I have always assumed that the football coach would take their own DC even if they didn't get to play. They would physically be there.

cees · 18/06/2013 10:33

YANBU

exoticfruits · 18/06/2013 10:34

It is utterly ridiculous to expect Brown Owl to pay for a babysitter for a day (shuddering at the cost) to look after other people's DCs for free!!

exoticfruits · 18/06/2013 10:35

MN never ceases to amaze me!

Morloth · 18/06/2013 10:36

Right now 5 kids are getting to do something because of the OP's effort.

If the OP stops putting that effort in because some lazy gits are bitching then those 5 kids miss out.

So your choices are 5 kids get a treat on a rotational basis or no-one does.

See how clear and simple that is? Duh.

Morloth · 18/06/2013 10:38

There are pros and cons to volunteering for your kid's stuff.

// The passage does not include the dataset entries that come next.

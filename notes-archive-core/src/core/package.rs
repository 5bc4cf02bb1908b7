//! The directory-package codec shared by every entity.
//!
//! Each entity is stored as a directory holding an `info.json` metadata
//! document plus one sub-directory per child entity:
//!
//! ```text
//! Notes.folder/
//! ├── info.json
//! ├── Groceries.note/
//! │   ├── info.json
//! │   └── receipt.jpg.attachment/
//! │       ├── info.json
//! │       └── receipt.jpg
//! └── Note.note/
//!     └── info.json
//! ```
//!
//! Encoding and decoding operate on [`PackageDirectory`], an in-memory tree;
//! moving a tree to and from disk is the job of [`storage`](super::storage).
//!
//! Children are discovered on decode by path extension alone, in the order
//! the tree lists them (byte-wise by name). The derived identifier lists in
//! metadata are never used to reorder or filter them.

use crate::core::error::{ArchiveError, Result};
use crate::core::filename::{available_filename, sanitized_filename};
use crate::core::type_identifier::TypeIdentifier;
use serde::de::DeserializeOwned;
use serde::Serialize;
use std::collections::{BTreeMap, HashSet};
use std::fmt::Display;
use std::hash::Hash;

/// Fixed name of the metadata document inside every container.
pub const METADATA_FILENAME: &str = "info.json";

/// A node in a package tree.
#[derive(Debug, Clone, PartialEq, Eq)]
pub enum PackageEntry {
    Directory(PackageDirectory),
    File(Vec<u8>),
}

impl PackageEntry {
    /// Returns the directory, or a structural error if this entry is a file.
    pub fn container(&self) -> Result<&PackageDirectory> {
        match self {
            Self::Directory(dir) => Ok(dir),
            Self::File(_) => Err(ArchiveError::InvalidPackage(
                "expected a directory but found a file".to_string(),
            )),
        }
    }

    #[must_use]
    pub fn is_directory(&self) -> bool {
        matches!(self, Self::Directory(_))
    }
}

/// An in-memory directory: named entries in byte-wise name order.
#[derive(Debug, Clone, Default, PartialEq, Eq)]
pub struct PackageDirectory {
    entries: BTreeMap<String, PackageEntry>,
}

impl PackageDirectory {
    pub fn new() -> Self {
        Self::default()
    }

    /// Creates a container whose only entry is `info.json` holding `metadata`.
    ///
    /// # Errors
    ///
    /// Returns [`ArchiveError::Encode`] if `metadata` cannot be serialized.
    pub fn with_metadata<M: Serialize>(metadata: &M) -> Result<Self> {
        let document = serde_json::to_vec_pretty(metadata)?;
        let mut dir = Self::new();
        dir.insert(METADATA_FILENAME, PackageEntry::File(document))?;
        Ok(dir)
    }

    /// Decodes this container's `info.json`.
    ///
    /// # Errors
    ///
    /// Returns [`ArchiveError::InvalidPackage`] if `info.json` is missing or is
    /// not a regular file, and [`ArchiveError::InvalidMetadata`] if it does not
    /// decode into `M`.
    pub fn metadata<M: DeserializeOwned>(&self) -> Result<M> {
        match self.entries.get(METADATA_FILENAME) {
            Some(PackageEntry::File(document)) => {
                serde_json::from_slice(document).map_err(ArchiveError::InvalidMetadata)
            }
            Some(PackageEntry::Directory(_)) => Err(ArchiveError::InvalidPackage(format!(
                "{METADATA_FILENAME} is a directory"
            ))),
            None => Err(ArchiveError::InvalidPackage(format!(
                "container has no {METADATA_FILENAME}"
            ))),
        }
    }

    #[must_use]
    pub fn get(&self, name: &str) -> Option<&PackageEntry> {
        self.entries.get(name)
    }

    #[must_use]
    pub fn contains(&self, name: &str) -> bool {
        self.entries.contains_key(name)
    }

    /// Adds an entry under `name`.
    ///
    /// # Errors
    ///
    /// Returns [`ArchiveError::InvalidPackage`] if `name` is not a single path
    /// component or is already in use.
    pub fn insert(&mut self, name: impl Into<String>, entry: PackageEntry) -> Result<()> {
        let name = name.into();
        if !is_valid_entry_name(&name) {
            return Err(ArchiveError::InvalidPackage(format!(
                "`{name}` is not a valid entry name"
            )));
        }
        if self.entries.contains_key(&name) {
            return Err(ArchiveError::InvalidPackage(format!(
                "duplicate entry `{name}`"
            )));
        }
        self.entries.insert(name, entry);
        Ok(())
    }

    /// Entries in byte-wise name order.
    pub fn entries(&self) -> impl Iterator<Item = (&str, &PackageEntry)> {
        self.entries.iter().map(|(name, entry)| (name.as_str(), entry))
    }

    #[must_use]
    pub fn len(&self) -> usize {
        self.entries.len()
    }

    #[must_use]
    pub fn is_empty(&self) -> bool {
        self.entries.is_empty()
    }

    /// Encodes `child` and adds it under a unique name derived from its
    /// preferred display name. Returns the name used.
    pub fn insert_child<T: PackageChild>(&mut self, child: &T) -> Result<String> {
        let encoded = child.encode()?;
        let name = available_filename(&child.path_component(), T::PATH_EXTENSION, |candidate| {
            self.contains(candidate)
        });
        log::debug!("encoded {} as `{name}`", T::TYPE_NAME);
        self.insert(name.clone(), PackageEntry::Directory(encoded))?;
        Ok(name)
    }

    /// Encodes every child in order. Stops at the first failure.
    pub fn encode_children<T: PackageChild>(&mut self, children: &[T]) -> Result<()> {
        for child in children {
            self.insert_child(child)?;
        }
        Ok(())
    }

    /// Decodes every direct entry whose name ends in `.<T::PATH_EXTENSION>`.
    ///
    /// # Errors
    ///
    /// Propagates the first child's decode failure. A matching entry that is a
    /// file rather than a directory is an [`ArchiveError::InvalidPackage`].
    pub fn decode_children<T: PackageChild>(&self) -> Result<Vec<T>> {
        let suffix = format!(".{}", T::PATH_EXTENSION);
        self.entries()
            .filter(|(name, _)| name.ends_with(&suffix))
            .map(|(name, entry)| {
                log::debug!("decoding {} from `{name}`", T::TYPE_NAME);
                T::decode_entry(entry).map_err(|e| match e {
                    ArchiveError::InvalidPackage(reason) => {
                        ArchiveError::InvalidPackage(format!("{name}: {reason}"))
                    }
                    other => other,
                })
            })
            .collect()
    }
}

/// `true` when `name` is usable as a single directory entry.
#[must_use]
pub fn is_valid_entry_name(name: &str) -> bool {
    !name.is_empty() && name != "." && name != ".." && !name.contains(['/', '\0'])
}

/// Collects `identifiers` in order, failing on the first repeat.
///
/// # Errors
///
/// Returns [`ArchiveError::InvalidPackage`] naming the duplicated `kind` identifier.
pub fn unique_identifiers<I>(kind: &str, identifiers: impl IntoIterator<Item = I>) -> Result<Vec<I>>
where
    I: Eq + Hash + Clone + Display,
{
    let mut seen = HashSet::new();
    let mut ordered = Vec::new();
    for identifier in identifiers {
        if !seen.insert(identifier.clone()) {
            return Err(ArchiveError::InvalidPackage(format!(
                "duplicate {kind} identifier {identifier}"
            )));
        }
        ordered.push(identifier);
    }
    Ok(ordered)
}

/// An entity that round-trips through a package directory.
pub trait PackageNode: Sized {
    /// The record written to `info.json`.
    type Metadata: Serialize + DeserializeOwned;

    /// Stable type tag, stored in metadata but never used for dispatch.
    fn content_type() -> TypeIdentifier;

    fn metadata(&self) -> &Self::Metadata;

    /// Builds the container for this entity, recomputing derived metadata
    /// from the children it currently holds.
    fn encode(&self) -> Result<PackageDirectory>;

    /// Rebuilds the entity from a container.
    fn decode(container: &PackageDirectory) -> Result<Self>;

    /// Like [`decode`](Self::decode), but first checks that `entry` is a directory.
    fn decode_entry(entry: &PackageEntry) -> Result<Self> {
        Self::decode(entry.container()?)
    }
}

/// A [`PackageNode`] that lives inside a parent container.
pub trait PackageChild: PackageNode {
    /// Suffix of this entity's container names, without the dot.
    const PATH_EXTENSION: &'static str;

    /// Fallback container name when the entity has no usable display name.
    const TYPE_NAME: &'static str;

    /// The human-readable name to derive a container name from, if any.
    fn preferred_name(&self) -> Option<&str> {
        None
    }

    /// The sanitized base name for this entity's container.
    fn path_component(&self) -> String {
        self.preferred_name()
            .map(sanitized_filename)
            .filter(|name| !name.is_empty())
            .unwrap_or_else(|| Self::TYPE_NAME.to_string())
    }
}

#[cfg(test)]
mod tests {
    use super::*;
    use serde::Deserialize;

    #[derive(Debug, Clone, PartialEq, Serialize, Deserialize)]
    struct LeafMetadata {
        label: String,
    }

    #[derive(Debug, Clone, PartialEq)]
    struct Leaf {
        metadata: LeafMetadata,
    }

    impl Leaf {
        fn new(label: &str) -> Self {
            Self {
                metadata: LeafMetadata {
                    label: label.to_string(),
                },
            }
        }
    }

    impl PackageNode for Leaf {
        type Metadata = LeafMetadata;

        fn content_type() -> TypeIdentifier {
            TypeIdentifier::content("org.example.leaf")
        }

        fn metadata(&self) -> &LeafMetadata {
            &self.metadata
        }

        fn encode(&self) -> Result<PackageDirectory> {
            PackageDirectory::with_metadata(&self.metadata)
        }

        fn decode(container: &PackageDirectory) -> Result<Self> {
            Ok(Self {
                metadata: container.metadata()?,
            })
        }
    }

    impl PackageChild for Leaf {
        const PATH_EXTENSION: &'static str = "leaf";
        const TYPE_NAME: &'static str = "Leaf";

        fn preferred_name(&self) -> Option<&str> {
            Some(&self.metadata.label)
        }
    }

    #[test]
    fn test_with_metadata_writes_info_json() {
        let dir = PackageDirectory::with_metadata(&LeafMetadata {
            label: "x".to_string(),
        })
        .unwrap();
        assert_eq!(dir.len(), 1);
        let Some(PackageEntry::File(bytes)) = dir.get(METADATA_FILENAME) else {
            panic!("info.json should be a file");
        };
        let value: serde_json::Value = serde_json::from_slice(bytes).unwrap();
        assert_eq!(value["label"], "x");
    }

    #[test]
    fn test_missing_metadata_is_structural() {
        let err = PackageDirectory::new().metadata::<LeafMetadata>().unwrap_err();
        assert!(err.is_structural());
    }

    #[test]
    fn test_metadata_directory_is_structural() {
        let mut dir = PackageDirectory::new();
        dir.insert(METADATA_FILENAME, PackageEntry::Directory(PackageDirectory::new()))
            .unwrap();
        assert!(dir.metadata::<LeafMetadata>().unwrap_err().is_structural());
    }

    #[test]
    fn test_malformed_metadata_is_field_decode() {
        let mut dir = PackageDirectory::new();
        dir.insert(METADATA_FILENAME, PackageEntry::File(b"{ not json".to_vec()))
            .unwrap();
        assert!(dir.metadata::<LeafMetadata>().unwrap_err().is_field_decode());
    }

    #[test]
    fn test_decode_entry_rejects_files() {
        let err = Leaf::decode_entry(&PackageEntry::File(Vec::new())).unwrap_err();
        assert!(err.is_structural());
    }

    #[test]
    fn test_insert_rejects_bad_names_and_duplicates() {
        let mut dir = PackageDirectory::new();
        for bad in ["", ".", "..", "a/b"] {
            assert!(dir.insert(bad, PackageEntry::File(Vec::new())).is_err());
        }
        dir.insert("a", PackageEntry::File(Vec::new())).unwrap();
        assert!(dir.insert("a", PackageEntry::File(Vec::new())).unwrap_err().is_structural());
    }

    #[test]
    fn test_colliding_children_get_counters() {
        let mut dir = PackageDirectory::new();
        let leaves = vec![Leaf::new("Work"), Leaf::new("Work"), Leaf::new(" Work\nmore")];
        dir.encode_children(&leaves).unwrap();
        assert!(dir.contains("Work.leaf"));
        assert!(dir.contains("Work 2.leaf"));
        assert!(dir.contains("Work 3.leaf"));
    }

    #[test]
    fn test_empty_name_falls_back_to_type_name() {
        let mut dir = PackageDirectory::new();
        assert_eq!(dir.insert_child(&Leaf::new("  ")).unwrap(), "Leaf.leaf");
        assert_eq!(dir.insert_child(&Leaf::new("::")).unwrap(), "Leaf 2.leaf");
    }

    #[test]
    fn test_decode_children_matches_suffix_only() {
        let mut dir = PackageDirectory::with_metadata(&LeafMetadata {
            label: "parent".to_string(),
        })
        .unwrap();
        dir.encode_children(&[Leaf::new("b"), Leaf::new("a")]).unwrap();
        dir.insert("stray.txt", PackageEntry::File(b"ignored".to_vec()))
            .unwrap();

        let decoded: Vec<Leaf> = dir.decode_children().unwrap();
        let labels: Vec<_> = decoded.iter().map(|l| l.metadata.label.as_str()).collect();
        assert_eq!(labels, ["a", "b"]);
    }

    #[test]
    fn test_unique_identifiers_preserves_order() {
        assert_eq!(unique_identifiers("leaf", [3, 1, 2]).unwrap(), vec![3, 1, 2]);
        let err = unique_identifiers("leaf", [1, 2, 1]).unwrap_err();
        assert!(err.is_structural());
        assert!(err.to_string().contains("duplicate leaf identifier 1"));
    }

    #[test]
    fn test_decode_children_reports_file_with_matching_suffix() {
        let mut dir = PackageDirectory::new();
        dir.insert("broken.leaf", PackageEntry::File(Vec::new())).unwrap();
        let err = dir.decode_children::<Leaf>().unwrap_err();
        assert!(err.is_structural());
        assert!(err.to_string().contains("broken.leaf"));
    }
}
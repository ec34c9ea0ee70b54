//! In-memory user repository.

use async_trait::async_trait;
use dashmap::DashMap;
use uuid::Uuid;

use domain::User;

#[cfg(any(test, feature = "test-utils"))]
use mockall::automock;

/// User repository trait for dependency injection.
///
/// Absence is a normal outcome at this layer: lookups return `Option`,
/// removals return `bool`. Every method is atomic on its own; callers that
/// chain two calls get no atomicity across them.
#[cfg_attr(any(test, feature = "test-utils"), automock)]
#[async_trait]
pub trait UserRepository: Send + Sync {
    /// Snapshot of all users, in no particular order
    async fn list(&self) -> Vec<User>;

    /// Find user by ID
    async fn find(&self, id: &str) -> Option<User>;

    /// Create a user under a freshly generated ID
    async fn create(&self, name: String, age: i32) -> User;

    /// Replace name and age of an existing user, keeping its ID
    async fn replace(&self, id: &str, name: String, age: i32) -> Option<User>;

    /// Remove user by ID, returning whether a record was removed
    async fn remove(&self, id: &str) -> bool;

    /// Number of stored users
    async fn count(&self) -> usize;
}

/// Concurrent in-memory implementation of UserRepository.
///
/// Records live in a sharded `DashMap` keyed by ID. Values are cloned on the
/// way out, so no caller ever holds a reference into the map.
#[derive(Debug, Default)]
pub struct UserStore {
    users: DashMap<String, User>,
}

impl UserStore {
    /// Create an empty store
    pub fn new() -> Self {
        Self {
            users: DashMap::new(),
        }
    }
}

#[async_trait]
impl UserRepository for UserStore {
    async fn list(&self) -> Vec<User> {
        self.users
            .iter()
            .map(|entry| entry.value().clone())
            .collect()
    }

    async fn find(&self, id: &str) -> Option<User> {
        self.users.get(id).map(|entry| entry.value().clone())
    }

    async fn create(&self, name: String, age: i32) -> User {
        let user = User::new(Uuid::new_v4().to_string(), name, age);
        self.users.insert(user.id.clone(), user.clone());
        user
    }

    async fn replace(&self, id: &str, name: String, age: i32) -> Option<User> {
        // get_mut holds the shard lock, so a concurrent remove cannot
        // interleave and the record is never re-inserted once gone.
        self.users.get_mut(id).map(|mut entry| {
            let updated = User::new(id, name, age);
            *entry = updated.clone();
            updated
        })
    }

    async fn remove(&self, id: &str) -> bool {
        self.users.remove(id).is_some()
    }

    async fn count(&self) -> usize {
        self.users.len()
    }
}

FussandMess · 18/06/2013 10:40

Well put Morloth.

Some people are so selfish and entitled.

curlew · 18/06/2013 10:43

In the circumstances, I think the OP should level with the parents. Send out a letter saying something like "The Monthly Toadstool Dancing event is on Saturday. As you know, we need one adult for each 6 Brownies. I will take a group of 6- one of which will be my Mabel because otherwise I will have to pay a babysitter for the day- and 5 others randomly selected. If anyone would like volunteer to come we can take more Brownies."

In my experience, parents mutter if they aren't told why.

Morloth · 18/06/2013 10:46

It isn't rocket science.

They could probably figure it out.

The OP doesn't need to say anything about not affording a babysitter.

Her DD is going because the OP is going, you would have to be pretty thick to not understand that.

Morloth · 18/06/2013 10:47

They can bitch and mutter all they like.

If they won't actually get off their arses and do something for themselves/their own kids then they can pull their bloody heads in.